Starting off

Remember to set your working directory before you start. You also need to load today’s packages.

library(car)
library(caret)
library(effects)
library(emmeans)
library(GGally)
library(ggplot2)
library(ggthemes)
library(multcomp)
library(MuMIn)
library(relaimpo)

Multiple regression and model selection

This week’s tutorial covers much of Chapters 8 and 9 of Quinn & Keough (2024) on multiple regression, predictor importance, and model selection.

The birdabund.csv dataset (described in Quinn & Keough, 2024) contains information on bird abundance in forest fragments in southeastern Australia. The columns in the dataset are:

Inspect the data

Read in the data and convert the graze variable to a factor. Then inspect the output of the summary() command (which is not shown because it is too wide for this page).

d <- read.csv("Data/birdabund.csv")
d$graze <- factor(d$graze)
summary(d)

Next, let’s check how the variables are related to each other with a scatterplot matrix.

ggpairs(d) +
  theme_few()

area, dist, and ldist appear to be highly right-skewed with a few very high-leverage points. To fix this, let’s log10-transform them.

d$area.log10 <- log10(d$area)
d$dist.log10 <- log10(d$dist)
d$ldist.log10 <- log10(d$ldist)

Don’t just assume that your transformations made things better. Always check.

# Exclude the untransformed variables in columns 2, 4, and 5
ggpairs(d[,-c(2, 4, 5)]) +
  theme_few()

Looks pretty good to me. All of our predictors are positively correlated with the response (abund). None of our predictor variables are particularly highly correlated with one another. (According to one rule of thumb, \(\left|r\right|\ge 0.7\) is an indicator of potentially problematic collinearity.)

Now we will begin our model-selection procedure.

Build the full model

We have six predictor variables. Our first step is to construct a “full model” that contains all the terms we believe might have an effect. You should start with a biologically sensible “full model” constructed based on your expert knowledge of the system, including any interactions you believe might be important.

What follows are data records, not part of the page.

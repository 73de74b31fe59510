use serde::Serialize;
use thiserror::Error;
use utoipa::ToSchema;

/// Phases a room's round moves through.
#[derive(Debug, Clone, Copy, PartialEq, Eq)]
pub enum SessionPhase {
    /// No round is running; membership is retained.
    Idle,
    /// Countdown in progress with `remaining` ticks left to display.
    Countdown {
        /// Ticks still to be shown, the current one included.
        remaining: u32,
    },
    /// Round running since `started_at_ms` (milliseconds since the Unix epoch).
    Running {
        /// Canonical start instant of the round.
        started_at_ms: u64,
    },
}

/// Why a round ended.
#[derive(Debug, Clone, Copy, PartialEq, Eq, Serialize, ToSchema)]
#[serde(rename_all = "snake_case")]
pub enum EndReason {
    /// The server deadline elapsed.
    TimeUp,
    /// Every player in the room finished.
    AllFinished,
    /// The leader forced the end.
    ManualEnd,
}

/// Events that can be applied to a [`RoomSession`].
#[derive(Debug, Clone, Copy, PartialEq, Eq)]
pub enum SessionEvent {
    /// Leader starts a new round with the given countdown length.
    Start {
        /// Number of countdown ticks.
        countdown: u32,
    },
    /// One countdown second elapsed.
    Tick,
    /// Countdown reached zero and the start instant was recorded.
    Launch {
        /// Start instant written to the store.
        started_at_ms: u64,
    },
    /// The round ended.
    End(EndReason),
}

/// Error returned when attempting to apply an invalid transition.
#[derive(Debug, Clone, Copy, PartialEq, Eq, Error)]
#[error("invalid transition: {event:?} cannot be applied while in {from:?}")]
pub struct InvalidTransition {
    /// The phase the session was in when the invalid event was received.
    pub from: SessionPhase,
    /// The event that cannot be applied from this phase.
    pub event: SessionEvent,
}

/// Round lifecycle of a single room.
///
/// `generation` increases on every `Start`, so work scheduled for an earlier round
/// can tell it has been superseded.
#[derive(Debug, Clone, PartialEq, Eq)]
pub struct RoomSession {
    phase: SessionPhase,
    generation: u64,
}

impl Default for RoomSession {
    fn default() -> Self {
        Self {
            phase: SessionPhase::Idle,
            generation: 0,
        }
    }
}

impl RoomSession {
    /// Create a session in the idle phase.
    pub fn new() -> Self {
        Self::default()
    }

    /// Inspect the current phase.
    pub fn phase(&self) -> SessionPhase {
        self.phase
    }

    /// Generation of the current (or last) round.
    pub fn generation(&self) -> u64 {
        self.generation
    }

    /// Apply `event`, returning the new phase.
    pub fn apply(&mut self, event: SessionEvent) -> Result<SessionPhase, InvalidTransition> {
        let next = self.compute_transition(event)?;
        if matches!(event, SessionEvent::Start { .. }) {
            self.generation += 1;
        }
        self.phase = next;
        Ok(next)
    }

    fn compute_transition(&self, event: SessionEvent) -> Result<SessionPhase, InvalidTransition> {
        let next = match (self.phase, event) {
            // Restarting early is allowed from any phase; the previous round is discarded.
            (_, SessionEvent::Start { countdown }) => SessionPhase::Countdown {
                remaining: countdown,
            },
            (SessionPhase::Countdown { remaining }, SessionEvent::Tick) if remaining > 1 => {
                SessionPhase::Countdown {
                    remaining: remaining - 1,
                }
            }
            (SessionPhase::Countdown { .. }, SessionEvent::Launch { started_at_ms }) => {
                SessionPhase::Running { started_at_ms }
            }
            (SessionPhase::Running { .. }, SessionEvent::End(_)) => SessionPhase::Idle,
            (SessionPhase::Countdown { .. }, SessionEvent::End(EndReason::ManualEnd)) => {
                SessionPhase::Idle
            }
            (from, event) => return Err(InvalidTransition { from, event }),
        };

        Ok(next)
    }
}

Typically, a full model will not include any interactions that are higher than three-way (i.e., it excludes four-way, five-way, etc. interactions) because they are unlikely to explain much variation and because they are difficult to interpret. Because we lack expert knowledge on this system, we will build our full model including main effects only.

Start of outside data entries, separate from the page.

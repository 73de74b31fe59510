pub mod active_rooms;
pub mod clock;
pub mod hub;
pub mod room;
pub mod rounds;
pub mod session;

use std::sync::Arc;

use tokio::sync::{RwLock, watch};

use crate::{
    config::AppConfig,
    dao::{kv_store::KvStore, room_store::RoomStore},
    error::ServiceError,
};

use self::{active_rooms::ActiveRoomRegistry, clock::ServerClock, hub::RoomHub, rounds::RoundScheduler};

pub type SharedState = Arc<AppState>;

/// Central application state: the store handle and the process-local coordination structures.
pub struct AppState {
    store: RwLock<Option<RoomStore>>,
    degraded: watch::Sender<bool>,
    config: AppConfig,
    hub: RoomHub,
    active_rooms: ActiveRoomRegistry,
    rounds: RoundScheduler,
    clock: ServerClock,
}

impl AppState {
    /// Construct a new [`AppState`] wrapped in an [`Arc`] so it can be cloned cheaply.
    ///
    /// The application starts in degraded mode until a storage backend is installed.
    pub fn new(config: AppConfig) -> SharedState {
        let (degraded_tx, _rx) = watch::channel(true);
        Arc::new(Self {
            store: RwLock::new(None),
            degraded: degraded_tx,
            config,
            hub: RoomHub::new(),
            active_rooms: ActiveRoomRegistry::new(),
            rounds: RoundScheduler::new(),
            clock: ServerClock::new(),
        })
    }

    /// Build a state with `kv` already installed.
    pub async fn with_store(config: AppConfig, kv: Arc<dyn KvStore>) -> SharedState {
        let state = Self::new(config);
        state.install_store(kv).await;
        state
    }

    /// Obtain a handle to the current room store, if one is installed.
    pub async fn store(&self) -> Option<RoomStore> {
        let guard = self.store.read().await;
        guard.as_ref().cloned()
    }

    /// Room store or [`ServiceError::Degraded`] when storage is down.
    pub async fn require_store(&self) -> Result<RoomStore, ServiceError> {
        if self.is_degraded() {
            return Err(ServiceError::Degraded);
        }
        self.store().await.ok_or(ServiceError::Degraded)
    }

    /// Install a storage backend and leave degraded mode.
    pub async fn install_store(&self, kv: Arc<dyn KvStore>) {
        {
            let mut guard = self.store.write().await;
            *guard = Some(RoomStore::new(kv, self.config.store_limits()));
        }
        self.set_degraded(false);
    }

    /// Update and broadcast the degraded flag when the value changes.
    pub fn set_degraded(&self, value: bool) {
        self.degraded.send_if_modified(|current| {
            if *current == value {
                return false;
            }
            *current = value;
            true
        });
    }

    pub fn is_degraded(&self) -> bool {
        *self.degraded.borrow()
    }

    /// Subscribe to degraded mode updates.
    pub fn degraded_watcher(&self) -> watch::Receiver<bool> {
        self.degraded.subscribe()
    }

    pub fn config(&self) -> &AppConfig {
        &self.config
    }

    /// Connections and per-room broadcast groups.
    pub fn hub(&self) -> &RoomHub {
        &self.hub
    }

    pub fn active_rooms(&self) -> &ActiveRoomRegistry {
        &self.active_rooms
    }

    /// Round lifecycles and their timer tasks.
    pub fn rounds(&self) -> &RoundScheduler {
        &self.rounds
    }

    /// Current server time in milliseconds since the Unix epoch.
    pub fn now_ms(&self) -> u64 {
        self.clock.now_ms()
    }
}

We are going to do model comparison, and we need to make sure that we do not fit our models to different subsets of the data, so we need to set our options to na.fail. This way, if we have any missing data in our dataset, the operation will fail and we will be forced to deal with the missing data in some way (e.g. by removing any records with missing data) before we can continue. Let’s fit a linear model containing all predictors.

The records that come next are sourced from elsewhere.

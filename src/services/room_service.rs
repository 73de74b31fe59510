use indexmap::IndexMap;
use tracing::{debug, info, warn};
use uuid::Uuid;

use crate::{
    dao::room_store::RoomStore,
    dto::ws::{ChatMessageView, ServerMessage},
    error::ServiceError,
    services::{chat_service, stats_service},
    state::{
        SharedState,
        room::{PlayerRecord, RoomCode},
    },
};

/// Open a new room with the caller as its only player and leader.
///
/// On success the creator's connection is acknowledged first, then every member of
/// the room (only the creator at this point) receives the room state.
pub async fn create_room(
    state: &SharedState,
    connection: Uuid,
    room: &RoomCode,
    user_id: &str,
    username: &str,
) -> Result<(), ServiceError> {
    let store = state.require_store().await?;

    let leader = PlayerRecord::new(username, true);
    if !store.create_room(room, user_id, &leader, connection).await? {
        return Err(ServiceError::RoomAlreadyExists(room.clone()));
    }
    state.hub().subscribe(connection, room, user_id);
    info!(room = %room, user_id, "room created");

    let _ = state.hub().send(
        connection,
        &ServerMessage::CreateRoomAck {
            success: true,
            message: None,
        },
    );
    broadcast_room_update(state, &store, room).await
}

/// Add the caller to an existing room, or reattach them if they are already a member.
///
/// A returning member keeps their stats. The joining connection receives the retained
/// chat log, then the room receives the updated player list.
pub async fn join_room(
    state: &SharedState,
    connection: Uuid,
    room: &RoomCode,
    user_id: &str,
    username: &str,
) -> Result<(), ServiceError> {
    let store = state.require_store().await?;

    if !store.room_exists(room).await? {
        return Err(ServiceError::RoomNotFound(room.clone()));
    }

    if store.player(room, user_id).await?.is_some() {
        debug!(room = %room, user_id, "player rejoined");
    } else {
        let record = PlayerRecord::new(username, false);
        if !store.insert_player(room, user_id, &record).await? {
            // The last member left between the existence check and the insert.
            return Err(ServiceError::RoomNotFound(room.clone()));
        }
        info!(room = %room, user_id, "player joined");
    }
    store.touch_room(room).await?;
    store.bind_connection(connection, room, user_id).await?;
    state.hub().subscribe(connection, room, user_id);

    let history = chat_service::history(&store, room).await?;
    let _ = state.hub().send(
        connection,
        &ServerMessage::ChatHistory(history.into_iter().map(ChatMessageView::from).collect()),
    );
    broadcast_room_update(state, &store, room).await
}

/// Remove a player from a room, transferring leadership or deleting the emptied room.
///
/// Every connection of the player leaves the room's broadcast group. Leaving a room
/// that does not exist is a no-op.
pub async fn leave_room(
    state: &SharedState,
    connection: Option<Uuid>,
    room: &RoomCode,
    user_id: &str,
) -> Result<(), ServiceError> {
    let store = state.require_store().await?;

    if let Some(connection) = connection {
        state.hub().unsubscribe(connection, room);
        store.take_connection(connection).await?;
    }
    state.hub().unsubscribe_user(room, user_id);

    let generation = state.rounds().generation(room);
    let removal = store.remove_player(room, user_id).await?;
    if removal.removed {
        info!(room = %room, user_id, "player left");
    }
    if removal.emptied {
        release_room(state, room, generation);
        return Ok(());
    }

    let mut players = store.players(room).await?;
    if players.is_empty() {
        return Ok(());
    }
    ensure_leader(&store, room, &mut players).await?;

    state.hub().broadcast(
        room,
        &ServerMessage::RoomUpdate(stats_service::rank_players(players)),
    );
    Ok(())
}

/// Make sure the room has exactly one leader the pointer agrees with.
///
/// A flagged record the pointer lost track of is pointed at again. Only when no
/// record carries the flag is the first remaining player promoted.
async fn ensure_leader(
    store: &RoomStore,
    room: &RoomCode,
    players: &mut IndexMap<String, PlayerRecord>,
) -> Result<(), ServiceError> {
    let pointer = store.leader(room).await?;
    let pointer_valid = pointer
        .as_deref()
        .and_then(|leader| players.get(leader))
        .is_some_and(|record| record.is_leader);
    if pointer_valid {
        return Ok(());
    }

    let flagged = players.values().position(|record| record.is_leader);
    let Some((next_id, record)) = players.get_index_mut(flagged.unwrap_or(0)) else {
        return Ok(());
    };
    record.is_leader = true;
    if !store.promote_leader(room, next_id, record).await? {
        debug!(room = %room, user_id = %next_id, "leader candidate left before promotion");
    } else if flagged.is_some() {
        info!(room = %room, leader = %next_id, "leader pointer repaired");
    } else {
        info!(room = %room, leader = %next_id, "leadership transferred");
    }
    Ok(())
}

/// Run the leave path for a closed connection.
///
/// Nothing happens when the same user still acts in the room through another
/// connection.
pub async fn disconnect(state: &SharedState, connection: Uuid) -> Result<(), ServiceError> {
    let local = state.hub().unregister(connection);
    let store = state.require_store().await?;

    let stored = match store.take_connection(connection).await {
        Ok(stored) => stored.and_then(|binding| {
            RoomCode::parse(&binding.room_id)
                .ok()
                .map(|room| (room, binding.user_id))
        }),
        Err(err) => {
            warn!(%connection, error = %err, "failed to read connection binding");
            None
        }
    };
    let Some((room, user_id)) =
        stored.or_else(|| local.map(|binding| (binding.room, binding.user_id)))
    else {
        return Ok(());
    };

    if state.hub().user_connected_elsewhere(&room, &user_id, connection) {
        debug!(room = %room, user_id, "user still connected elsewhere; keeping membership");
        return Ok(());
    }
    leave_room(state, None, &room, &user_id).await
}

/// Broadcast the leaderboard-sorted player list as a `roomUpdate`.
pub(crate) async fn broadcast_room_update(
    state: &SharedState,
    store: &RoomStore,
    room: &RoomCode,
) -> Result<(), ServiceError> {
    let players = store.players(room).await?;
    state.hub().broadcast(
        room,
        &ServerMessage::RoomUpdate(stats_service::rank_players(players)),
    );
    Ok(())
}

/// Forget the process-local state of a room whose keys were just deleted.
///
/// A round begun after `generation` was observed belongs to a new room created
/// under the same code, and is left alone.
fn release_room(state: &SharedState, room: &RoomCode, generation: Option<u64>) {
    if state.rounds().retire(room, generation) {
        state.active_rooms().remove(room);
    }
    info!(room = %room, "room emptied and deleted");
}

op <- options(na.action = "na.fail")
abund.fullmodel <- lm(abund ~ area.log10 + dist.log10 + ldist.log10 + graze + alt + yr.isol,
                      data = d)

There are no missing data in this dataset, so the model was built as requested.

Check assumptions of the full model

Rather than simply using R’s built-in residuals plot, we will try some of the more advanced regression diagnostics available in the car package.

Check for linearity

crPlots(abund.fullmodel)

These plots show “partial residuals” (i.e., the residuals from the full model, with the predictor’s own linear effect added back in). Here is how to interpret:

  • For a continuous variable like area.log10, the blue dashed shows the linear effect of this predictor as estimated by the model. The magenta line is a LOWESS smoother that helps detect non-linearity. If it deviates substantially from the blue line, this suggests the linearity assumption may be violated.
    • These plots suggest no strong deviations from linearity.
  • For a categorical variable like graze, the residuals (adjusted for other variables in the model) are presented as box plots for each level of the factor.
    • This plot suggests that grazing intensity levels of 1-4 have similar effects on bird abundance (after accounting for log-transformed area).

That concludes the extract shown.